• Frédéric Dard et Marcel E. Grancher

     

    grancher-Dard-1.jpg

    Frédéric Dard fréquenta longuement Marcel E. Grancher qui le considérait comme son secrétaire. C’est d’ailleurs grâce à lui que Dard obtint le premier prix de sa carrière littéraire, le prix Lugdunum pour Monsieur Joos en 1941. On connaît bien le témoignage de Frédéric Dard sur sa relation avec Grancher et sa bande par l’ouvrage qu’il publia en 1947 sous le titre Le cirque Grancher aux éditions de Savoie qu’il avait fondées. Mais on sait moins ce que pensait lui-même Grancher du jeune Frédéric Dard. On peut s’en faire une idée à travers la lecture d’un ouvrage de souvenirs que Grancher publia aux éditons Lugdunum en 1946, à la sortie de la guerre, intitulé, Au temps des prunaux. Cet ouvrage a beaucoup d’intérêt pour la connaissance de la personnalité du jeune écrivain. Grancher qui a fait la Première Guerre mondiale pour laquelle il a été décoré est un authentique résistant. Né en 1897, il était donc l’aîné de Dard et surtout il était auréolé de son passé militaire. Il porte donc un regard un peu condéscendant sur son jeune confrère. En outre, il est engagé très tôt dans le rensignement militaire.

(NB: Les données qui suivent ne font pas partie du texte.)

//! # Logging
//!
//! `tracing` setup for the binary plus the few helpers the rest of the
//! crate logs through.
//!
//! Events are written to stderr, leaving stdout to command output. With
//! `[logging] file` set, a daily rolling file gets a copy without colors.
//! `RUST_LOG` replaces the configured level when present.
//!
//! ```no_run
//! use filsign::logging::{init_logging, LogConfig};
//!
//! let _guard = init_logging(&LogConfig::default()).expect("logging init");
//! tracing::info!("ready");
//! ```
//!
//! ## Security Events
//!
//! Key creation, import, export, deletion and every signature go through
//! [`log_security_event`] with target [`SECURITY_TARGET`], which lets an
//! operator keep them while silencing everything else:
//!
//! ```text
//! RUST_LOG=warn,filsign::security=info filsign send ...
//! ```
//!
//! Keys and the seed never reach a log macro. Bearer tokens are shown
//! through [`redact_sensitive`]:
//!
//! ```
//! use filsign::logging::redact_sensitive;
//!
//! assert_eq!(redact_sensitive("eyJhbGciOiJIUzI1NiJ9"), "eyJh***NiJ9");
//! ```

use std::path::{Path, PathBuf};
use std::str::FromStr;

use filsign_core::config::LogSettings;
use filsign_core::OperationKind;
use rand::RngCore;
use tracing::level_filters::LevelFilter;
use tracing::Subscriber;
use tracing_appender::non_blocking::{NonBlocking, WorkerGuard};
use tracing_subscriber::fmt::{self, format::FmtSpan};
use tracing_subscriber::layer::SubscriberExt;
use tracing_subscriber::registry::LookupSpan;
use tracing_subscriber::util::SubscriberInitExt;
use tracing_subscriber::{EnvFilter, Layer};

/// Target of [`log_security_event`].
pub const SECURITY_TARGET: &str = "filsign::security";

/// Shortest secret [`redact_sensitive`] shows partially.
const PARTIAL_REDACTION_MIN: usize = 12;

/// Characters kept at each end of a partially redacted secret.
const REDACTION_EDGE: usize = 4;

type BoxedLayer<S> = Box<dyn Layer<S> + Send + Sync + 'static>;

/// Logging setup failures.
#[derive(Debug, thiserror::Error)]
pub enum LogError {
    /// The log directory could not be created.
    #[error("cannot create log directory: {0}")]
    FileCreation(String),

    /// Another global subscriber is already installed.
    #[error("cannot install log subscriber: {0}")]
    SubscriberInit(String),

    /// Unknown level or format, or an unusable file name.
    #[error("bad logging setting: {0}")]
    InvalidConfig(String),
}

/// How each event is rendered.
#[derive(Debug, Clone, Copy, Default, PartialEq, Eq)]
pub enum LogFormat {
    /// Multi-line, colored.
    #[default]
    Pretty,
    /// Newline-delimited JSON.
    Json,
    /// One line per event.
    Compact,
}

impl LogFormat {
    const ALL: [(&'static str, Self); 3] = [
        ("pretty", Self::Pretty),
        ("json", Self::Json),
        ("compact", Self::Compact),
    ];

    /// Name used in `[logging] format`.
    #[must_use]
    pub const fn as_str(self) -> &'static str {
        match self {
            Self::Pretty => "pretty",
            Self::Json => "json",
            Self::Compact => "compact",
        }
    }
}

impl std::fmt::Display for LogFormat {
    fn fmt(&self, f: &mut std::fmt::Formatter<'_>) -> std::fmt::Result {
        f.write_str(self.as_str())
    }
}

impl FromStr for LogFormat {
    type Err = LogError;

    fn from_str(s: &str) -> Result<Self, Self::Err> {
        let wanted = s.trim();
        Self::ALL
            .iter()
            .find(|(name, _)| name.eq_ignore_ascii_case(wanted))
            .map(|(_, format)| *format)
            .ok_or_else(|| LogError::InvalidConfig(format!("log format '{wanted}'")))
    }
}

/// Parses a level name such as `info` or `WARN`.
///
/// # Errors
///
/// [`LogError::InvalidConfig`] for anything `tracing` does not recognize.
pub fn parse_level(s: &str) -> Result<LevelFilter, LogError> {
    let wanted = s.trim();
    match wanted.to_ascii_lowercase().as_str() {
        "warning" => Ok(LevelFilter::WARN),
        lower => LevelFilter::from_str(lower)
            .map_err(|_| LogError::InvalidConfig(format!("log level '{wanted}'"))),
    }
}

/// Subscriber settings.
///
/// ```
/// use filsign::logging::{LogConfig, LogFormat};
/// use tracing::level_filters::LevelFilter;
///
/// let config = LogConfig {
///     format: LogFormat::Json,
///     ..LogConfig::default()
/// };
/// assert_eq!(config.level, LevelFilter::INFO);
/// ```
#[derive(Debug, Clone)]
pub struct LogConfig {
    /// Used unless `RUST_LOG` is set.
    pub level: LevelFilter,
    /// Applies to stderr and the file alike.
    pub format: LogFormat,
    /// Copy of every event, rotated daily.
    pub file_path: Option<PathBuf>,
}

impl Default for LogConfig {
    fn default() -> Self {
        Self {
            level: LevelFilter::INFO,
            format: LogFormat::default(),
            file_path: None,
        }
    }
}

impl LogConfig {
    /// Combines the `[logging]` section with the `-v` count; any `-v` wins
    /// over the configured level.
    ///
    /// # Errors
    ///
    /// [`LogError::InvalidConfig`] for an unknown level or format.
    pub fn from_settings(settings: &LogSettings, verbose: u8) -> Result<Self, LogError> {
        let level = match verbose {
            0 => parse_level(&settings.level)?,
            n => verbosity_to_level(n),
        };
        Ok(Self {
            level,
            format: settings.format.parse()?,
            file_path: settings.file.as_deref().map(PathBuf::from),
        })
    }
}

/// Flushes the log file when dropped. Hold it for the life of `main`.
#[derive(Debug)]
pub struct LogGuard(Option<WorkerGuard>);

impl LogGuard {
    /// Whether a log file is being written.
    #[must_use]
    pub const fn writes_file(&self) -> bool {
        self.0.is_some()
    }
}

/// Installs the global subscriber.
///
/// # Errors
///
/// Fails when the log directory cannot be created or a subscriber is
/// already set. An unparsable `RUST_LOG` is ignored in favor of
/// `config.level`.
pub fn init_logging(config: &LogConfig) -> Result<LogGuard, LogError> {
    let filter = EnvFilter::try_from_default_env()
        .unwrap_or_else(|_| EnvFilter::default().add_directive(config.level.into()));

    let (file, guard) = match config.file_path.as_deref() {
        Some(path) => {
            let (writer, guard) = open_log_file(path)?;
            (Some(writer), Some(guard))
        }
        None => (None, None),
    };

    tracing_subscriber::registry()
        .with(filter)
        .with(stderr_layer(config.format))
        .with(file.map(|writer| file_layer(config.format, writer)))
        .try_init()
        .map_err(|e| LogError::SubscriberInit(e.to_string()))?;

    Ok(LogGuard(guard))
}

fn stderr_layer<S>(format: LogFormat) -> BoxedLayer<S>
where
    S: Subscriber + for<'a> LookupSpan<'a> + 'static,
{
    let base = fmt::layer().with_writer(std::io::stderr).with_target(true);
    match format {
        LogFormat::Pretty => base.pretty().with_span_events(FmtSpan::CLOSE).boxed(),
        LogFormat::Json => base.json().with_current_span(true).boxed(),
        LogFormat::Compact => base.compact().boxed(),
    }
}

fn file_layer<S>(format: LogFormat, writer: NonBlocking) -> BoxedLayer<S>
where
    S: Subscriber + for<'a> LookupSpan<'a> + 'static,
{
    let base = fmt::layer().with_writer(writer).with_ansi(false);
    match format {
        LogFormat::Json => base.json().boxed(),
        LogFormat::Pretty => base.boxed(),
        LogFormat::Compact => base.compact().boxed(),
    }
}

fn open_log_file(path: &Path) -> Result<(NonBlocking, WorkerGuard), LogError> {
    let name = path
        .file_name()
        .and_then(|n| n.to_str())
        .ok_or_else(|| LogError::InvalidConfig(format!("log file '{}'", path.display())))?;
    let dir = match path.parent() {
        Some(parent) if !parent.as_os_str().is_empty() => parent,
        _ => Path::new("."),
    };
    std::fs::create_dir_all(dir)
        .map_err(|e| LogError::FileCreation(format!("{}: {e}", dir.display())))?;

    Ok(tracing_appender::non_blocking(
        tracing_appender::rolling::daily(dir, name),
    ))
}

/// Hides a secret for display.
///
/// Values of twelve or more characters keep four at each end; shorter ones
/// are replaced entirely.
///
/// ```
/// use filsign::logging::redact_sensitive;
///
/// assert_eq!(redact_sensitive("0123456789abcdef"), "0123***cdef");
/// assert_eq!(redact_sensitive("short"), "***");
/// ```
#[must_use]
pub fn redact_sensitive(value: &str) -> String {
    let len = value.chars().count();
    if len < PARTIAL_REDACTION_MIN {
        return "***".to_string();
    }
    let head: String = value.chars().take(REDACTION_EDGE).collect();
    let tail: String = value.chars().skip(len - REDACTION_EDGE).collect();
    format!("{head}***{tail}")
}

/// 128 random bits as lowercase hex.
#[must_use]
pub fn new_correlation_id() -> String {
    let mut bytes = [0u8; 16];
    rand::thread_rng().fill_bytes(&mut bytes);
    hex::encode(bytes)
}

/// The span every executor operation runs in.
#[must_use]
pub fn operation_span(correlation_id: &str, operation: OperationKind) -> tracing::Span {
    tracing::info_span!("execute", correlation_id, %operation)
}

/// `-v` count to level. No flag means warn.
///
/// ```
/// use filsign::logging::verbosity_to_level;
/// use tracing::level_filters::LevelFilter;
///
/// assert_eq!(verbosity_to_level(0), LevelFilter::WARN);
/// assert_eq!(verbosity_to_level(7), LevelFilter::TRACE);
/// ```
#[must_use]
pub const fn verbosity_to_level(verbosity: u8) -> LevelFilter {
    match verbosity {
        0 => LevelFilter::WARN,
        1 => LevelFilter::INFO,
        2 => LevelFilter::DEBUG,
        _ => LevelFilter::TRACE,
    }
}

/// Emits `event` at info under [`SECURITY_TARGET`]. Never pass key material
/// in `details`.
pub fn log_security_event(event: &str, details: &str) {
    tracing::info!(target: SECURITY_TARGET, event, details, "security event");
}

    On reconnaîtra à la lecture de cet ouvrage aussi des passages qui inspirèrent Dard pour l’écriture d’un des tous premiers San-Antonio, Les souris ont la peau tendre : il s’agit des missions que mène Grancher en Belgique dans la région d’Ostende. Il est également certain que c’est dans la fréquentation de Grancher que Dard a affermi ses analyses politiques qui l’orientèrent vers un sentiment plutôt germanophobe dont on trouve les traces justement dans les premiers San-Antonio.

    L’ouvrage est illustré de quelques photographies et on pourra voir Frédéric Dard accompagné de Dazergues, Grancher et de Clos-Jouve lors d’un déplacement en bande de l’équipe des éditions Lugdunum.

    Marcel Grancher avait fondé les éditions Lugdunum, mais également un journal, Le mois à Lyon, qui accueillit également quelques articles du jeune Frédéric Dard. A la fin des années quarante, il se mit au goût du jor et écrivit quelques romans policiers inspirés du style « Série noire », au même moment où les premiers San-Antonio commençaient à avoir du succès au Fleuve Noir. En 1964, Grancher écrira un roman qui porte comme titre La fin des haricots, alors que le même titre avait servi pour une aventure du commissaire San-Antonio en 1961.

    On ne sait pas très précisemment jusqu’où la collaboration entre les deux hommes a été. C’est un champ à explorer. Le fils de Marcel Grancher, Jacques, créa également une maison d’édition, La pensée moderne, qui accueillit plusieurs ouvrages de Dard sous pseudonyme : Plaisirs de soldats sous le nom de Leopold Da Serra en 1953, Guerriers en jupons sous le nom d’Antonio Giulotti en 1954 et Sergent Barbara, sous le nom de William Blessing en 1955.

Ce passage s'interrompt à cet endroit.